In seven species, all animals sampled presented antibodies: Ara ambigua (n=1), Ara chloroptera (n=5), Ara macao (n=4), Amazona tucumana (n=1), Amazona vinacea (n=1), Psittacula krameri (n=2), Propyrrhura couloni (n=2). In 16 species (53.1%), the occurrence was 50% or higher: Ara ararauna (n=13), Ara militaris (n=3), Amazona farinosa (n=2), Amazona amazonica (n=6), Amazona autumnalis (n=2), Aprosmictus erythropterus (n=2), Coracopsis vasa (n=2), Aratinga acuticaudata (n=3), Eos bornea (n=2). The genus Ara (42.6%) presented the highest positivity to the test, followed by the genus Amazona (29.6%). Differences between genera were statistically significant. Psittacines from the genus Polytelis, Poicephalus, Eclectus, and Cyanoliseus all tested negative. When only birds from the genus Ara were considered, the incidence was 82.1%. For Psittacula this was 66.7%, for Aprosmictus, Coracopsis, Aratinga, and Eos 50% each, and for Amazona 42.1%. The two Propyrrhura birds were tested in this study were both positive. The distribution of the positive results and occurrence by genus is presented in Table 1. Differences between species were statistically significant.
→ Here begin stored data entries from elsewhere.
//! The playback controller — drives one session through its speech pages.
//!
//! The controller is called repeatedly by a driver (the egui frame loop in
//! the binary).  Every call performs at most one state transition and
//! returns; nothing here blocks on the network.  Synthesis runs through the
//! injected [`SynthesisDispatcher`] and its outcome is applied by a later
//! [`tick`](PlaybackController::tick).
//!
//! Two guards keep the machine honest:
//!
//! * **Generation** — `next`, `prev` and `stop` bump the session's
//!   generation; a synthesis outcome tagged with an older generation is
//!   dropped instead of applied.  Outcomes for other sessions sharing the
//!   controller are parked until that session ticks.
//! * **Grace window** — a renderer that reports "not busy" right after
//!   `play()` may simply not have started yet, so completion is only
//!   accepted once the grace window has elapsed since playback started.

use std::collections::VecDeque;
use std::sync::Arc;
use std::time::Duration;

use super::clock::{Clock, SystemClock};
use super::error::PlaybackError;
use super::session::{AudioCache, Observation, PlaybackSession};
use super::state::PlaybackState;
use crate::audio::AudioDevice;
use crate::progress::{ProgressSnapshot, ProgressStore};
use crate::tts::{SynthesisDispatcher, SynthesisJob, SynthesisOutcome, VoiceParams};

/// Default time after `play()` before an idle renderer counts as finished.
pub const DEFAULT_GRACE_WINDOW: Duration = Duration::from_millis(1_000);

/// Result of a controller call: the state the session ended up in.
pub type PlaybackResult = Result<PlaybackState, PlaybackError>;

pub struct PlaybackController {
    dispatcher: Box<dyn SynthesisDispatcher>,
    device: AudioDevice,
    progress: Arc<dyn ProgressStore>,
    voice: VoiceParams,
    user_id: String,
    grace_window: Duration,
    clock: Box<dyn Clock>,
    /// Outcomes drained on behalf of a different session.
    parked: VecDeque<SynthesisOutcome>,
}

impl PlaybackController {
    pub fn new(
        dispatcher: Box<dyn SynthesisDispatcher>,
        device: AudioDevice,
        progress: Arc<dyn ProgressStore>,
        voice: VoiceParams,
        user_id: impl Into<String>,
    ) -> Self {
        Self {
            dispatcher,
            device,
            progress,
            voice,
            user_id: user_id.into(),
            grace_window: DEFAULT_GRACE_WINDOW,
            clock: Box::new(SystemClock),
            parked: VecDeque::new(),
        }
    }

    pub fn with_grace_window(mut self, grace_window: Duration) -> Self {
        self.grace_window = grace_window;
        self
    }

    pub fn with_clock(mut self, clock: impl Clock + 'static) -> Self {
        self.clock = Box::new(clock);
        self
    }

    pub fn voice(&self) -> &VoiceParams {
        &self.voice
    }

    /// Voice used for pages synthesized from now on.
    pub fn set_voice(&mut self, voice: VoiceParams) {
        self.voice = voice;
    }

    pub fn user_id(&self) -> &str {
        &self.user_id
    }

    /// The shared output device sessions are played on.
    pub fn device(&self) -> &AudioDevice {
        &self.device
    }

    // -----------------------------------------------------------------------
    // Driver surface
    // -----------------------------------------------------------------------

    /// Begin playback at `index`.
    ///
    /// Accepted from `Idle`, `Finished` and `Error`; ignored otherwise.
    /// Blank pages are skipped; an index past the last page finishes the
    /// session without synthesizing anything.
    pub fn start(&mut self, session: &mut PlaybackSession, index: usize) -> PlaybackResult {
        if !session.state.accepts_start() {
            log::debug!(
                "playback: start({index}) ignored while {}",
                session.state.label()
            );
            return Ok(session.state);
        }
        self.begin_page(session, index)
    }

    /// `Playing → Paused`.  A no-op in every other state.
    pub fn pause(&mut self, session: &mut PlaybackSession) -> PlaybackResult {
        if session.state != PlaybackState::Playing {
            log::debug!("playback: pause ignored while {}", session.state.label());
            return Ok(session.state);
        }
        let index = session.current_index;
        if let Err(e) = self.device.with_renderer(session.id, |r| r.pause()) {
            return self.fail(session, PlaybackError::from_renderer(index, e));
        }
        self.transition(session, PlaybackState::Paused);
        Ok(PlaybackState::Paused)
    }

    /// `Paused → Playing` with the audio already loaded.
    pub fn resume(&mut self, session: &mut PlaybackSession) -> PlaybackResult {
        if session.state != PlaybackState::Paused {
            log::debug!("playback: resume ignored while {}", session.state.label());
            return Ok(session.state);
        }
        let index = session.current_index;
        if let Err(e) = self.device.with_renderer(session.id, |r| r.resume()) {
            return self.fail(session, PlaybackError::from_renderer(index, e));
        }
        session.playback_started_at = Some(self.clock.now());
        self.transition(session, PlaybackState::Playing);
        Ok(PlaybackState::Playing)
    }

    /// Move to the following page.  A no-op on the last page.
    pub fn next(&mut self, session: &mut PlaybackSession) -> PlaybackResult {
        if Self::refuses_navigation(session) {
            return Ok(session.state);
        }
        let target = session.current_index + 1;
        if target >= session.total_pages() {
            log::debug!("playback: next ignored on the last page");
            return Ok(session.state);
        }
        self.seek(session, target)
    }

    /// Move to the preceding page.  A no-op on the first page.
    pub fn prev(&mut self, session: &mut PlaybackSession) -> PlaybackResult {
        if Self::refuses_navigation(session) {
            return Ok(session.state);
        }
        let Some(target) = session.current_index.checked_sub(1) else {
            log::debug!("playback: prev ignored on the first page");
            return Ok(session.state);
        };
        self.seek(session, target)
    }

    /// Tear the session down to `Idle`, keeping its pages and position.
    ///
    /// Stopping an `Idle` session writes no progress: it either never
    /// started or its position was already reported.
    pub fn stop(&mut self, session: &mut PlaybackSession) -> PlaybackResult {
        self.device.release(session.id);
        session.generation += 1;
        session.audio_cache = None;
        session.playback_started_at = None;
        self.parked.retain(|o| o.session_id != session.id);

        if session.state != PlaybackState::Idle {
            let completed = session.state == PlaybackState::Finished;
            self.report(session, session.page_number(), completed);
        }
        self.transition(session, PlaybackState::Idle);
        Ok(PlaybackState::Idle)
    }

    /// Apply any finished synthesis and check for end of page.
    pub fn tick(&mut self, session: &mut PlaybackSession) -> PlaybackResult {
        let mut backlog: Vec<SynthesisOutcome> = self.parked.drain(..).collect();
        while let Some(outcome) = self.dispatcher.poll() {
            backlog.push(outcome);
        }

        let mut fresh = None;
        for outcome in backlog {
            if outcome.session_id != session.id {
                self.parked.push_back(outcome);
            } else if self.is_current(session, &outcome) {
                fresh = Some(outcome);
            } else {
                log::warn!(
                    "playback: discarding stale synthesis for page {} (session {} gen {}, now gen {})",
                    outcome.index + 1,
                    session.id,
                    outcome.generation,
                    session.generation
                );
            }
        }

        if let Some(outcome) = fresh {
            return self.apply_outcome(session, outcome);
        }

        match session.state {
            PlaybackState::Playing => self.check_completion(session),
            state => Ok(state),
        }
    }

    pub fn observe(&self, session: &PlaybackSession) -> Observation {
        session.observation()
    }

    // -----------------------------------------------------------------------
    // Transitions
    // -----------------------------------------------------------------------

    fn refuses_navigation(session: &PlaybackSession) -> bool {
        let refused = session.state == PlaybackState::Synthesizing;
        if refused {
            log::debug!("playback: navigation ignored while synthesizing");
        }
        refused
    }

    fn seek(&mut self, session: &mut PlaybackSession, target: usize) -> PlaybackResult {
        self.stop_renderer(session);
        session.generation += 1;
        self.begin_page(session, target)
    }

    fn begin_page(&mut self, session: &mut PlaybackSession, index: usize) -> PlaybackResult {
        let Some(index) = session.first_readable_from(index) else {
            return Ok(self.finish(session));
        };
        if index != session.current_index {
            session.playback_started_at = None;
        }
        session.current_index = index;
        session.last_error = None;

        if let Some(bytes) = session.cached_audio(index) {
            let bytes = bytes.to_vec();
            log::debug!("playback: page {} served from cache", index + 1);
            return self.play_audio(session, bytes);
        }

        let job = SynthesisJob {
            session_id: session.id,
            generation: session.generation,
            index,
            text: session.pages[index].text.clone(),
            voice: self.voice.clone(),
        };
        self.dispatcher.dispatch(job);
        self.transition(session, PlaybackState::Synthesizing);
        Ok(PlaybackState::Synthesizing)
    }

    fn is_current(&self, session: &PlaybackSession, outcome: &SynthesisOutcome) -> bool {
        session.state == PlaybackState::Synthesizing
            && outcome.session_id == session.id
            && outcome.generation == session.generation
            && outcome.index == session.current_index
    }

    fn apply_outcome(
        &mut self,
        session: &mut PlaybackSession,
        outcome: SynthesisOutcome,
    ) -> PlaybackResult {
        match outcome.result {
            Ok(bytes) => {
                session.audio_cache = Some(AudioCache {
                    index: outcome.index,
                    bytes: bytes.clone(),
                });
                self.play_audio(session, bytes)
            }
            Err(source) => self.fail(
                session,
                PlaybackError::Synthesis {
                    index: outcome.index,
                    source,
                },
            ),
        }
    }

    fn play_audio(&mut self, session: &mut PlaybackSession, bytes: Vec<u8>) -> PlaybackResult {
        let index = session.current_index;
        let id = session.id;
        let played = self.device.acquire(id).and_then(|()| {
            self.device.with_renderer(id, |r| {
                r.load(bytes)?;
                r.play()
            })
        });
        if let Err(e) = played {
            return self.fail(session, PlaybackError::from_renderer(index, e));
        }

        session.playback_started_at = Some(self.clock.now());
        self.report(session, index + 1, false);
        self.transition(session, PlaybackState::Playing);
        Ok(PlaybackState::Playing)
    }

    fn check_completion(&mut self, session: &mut PlaybackSession) -> PlaybackResult {
        if self.device.is_busy(session.id) {
            return Ok(PlaybackState::Playing);
        }
        let Some(started) = session.playback_started_at else {
            return Ok(PlaybackState::Playing);
        };
        if self.clock.now().saturating_duration_since(started) <= self.grace_window {
            return Ok(PlaybackState::Playing);
        }

        log::debug!("playback: page {} done", session.current_index + 1);
        self.begin_page(session, session.current_index + 1)
    }

    fn finish(&mut self, session: &mut PlaybackSession) -> PlaybackState {
        self.device.release(session.id);
        session.current_index = session.total_pages().saturating_sub(1);
        session.playback_started_at = None;
        session.last_error = None;
        self.transition(session, PlaybackState::Finished);
        self.report(session, session.total_pages(), true);
        log::info!("playback: finished {}", session.document.title);
        PlaybackState::Finished
    }

    fn fail(&mut self, session: &mut PlaybackSession, error: PlaybackError) -> PlaybackResult {
        log::error!("playback: {} failed: {error}", error.kind().as_str());
        session.last_error = Some(error.clone());
        self.transition(session, PlaybackState::Error);
        Err(error)
    }

    fn stop_renderer(&self, session: &PlaybackSession) {
        if self.device.holder() != Some(session.id) {
            return;
        }
        if let Err(e) = self.device.with_renderer(session.id, |r| r.stop()) {
            log::warn!("playback: renderer stop failed: {e}");
        }
    }

    fn transition(&self, session: &mut PlaybackSession, to: PlaybackState) {
        if session.state != to {
            log::debug!(
                "playback: session {} {} -> {} (page {})",
                session.id,
                session.state.label(),
                to.label(),
                session.current_index + 1
            );
        }
        session.state = to;
        session.last_transition_at = Some(self.clock.now());
    }

    // Progress failures never interrupt playback.
    fn report(&self, session: &PlaybackSession, current_page: usize, completed: bool) {
        let snapshot = ProgressSnapshot::new(
            session.document.id.clone(),
            self.user_id.clone(),
            session.total_pages(),
            current_page,
            completed,
        );
        if let Err(e) = self.progress.save(snapshot) {
            log::error!("playback: could not save progress: {e}");
        }
    }
}

// ---------------------------------------------------------------------------
// Tests
// ---------------------------------------------------------------------------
In total, 33 (29.5%) birds had a score on the Immnunocomb test scale of 3-4 (positive), and 21 (18.8%) had a score of 5–6 and are considered to be highly positive. Differences in scores by genus were statistically significant.
The occurrence of positivity was not influenced by the months of sample collection. Furthermore, the frequency of positive results for Chlamydia psittaci from the three different collections was not influenced by the origin of the sample (P=0.602).
In this study, the ELISA test kit was the laboratory diagnosis used to detect the presence of IgG against Chlamydia psittaci in psittacines in three zoos in Portugal and to confirm the presence of Chlamydia psittaci antibodies among captive psittacines in these collections. Vasquez et al. (2010), indicate a 52.6% prevalence in feral pigeons (Columba livia) in Madrid, using PCR (Vazquez et al., 2010). In a study performed with varying methods in crocodiles and chickens, a 30% value was reported (Robertson et al., 2010). Another PCR study performed on wild birds in Poland detected 7.3% positive tests for chlamydia DNA (Krawiec et al., 2015).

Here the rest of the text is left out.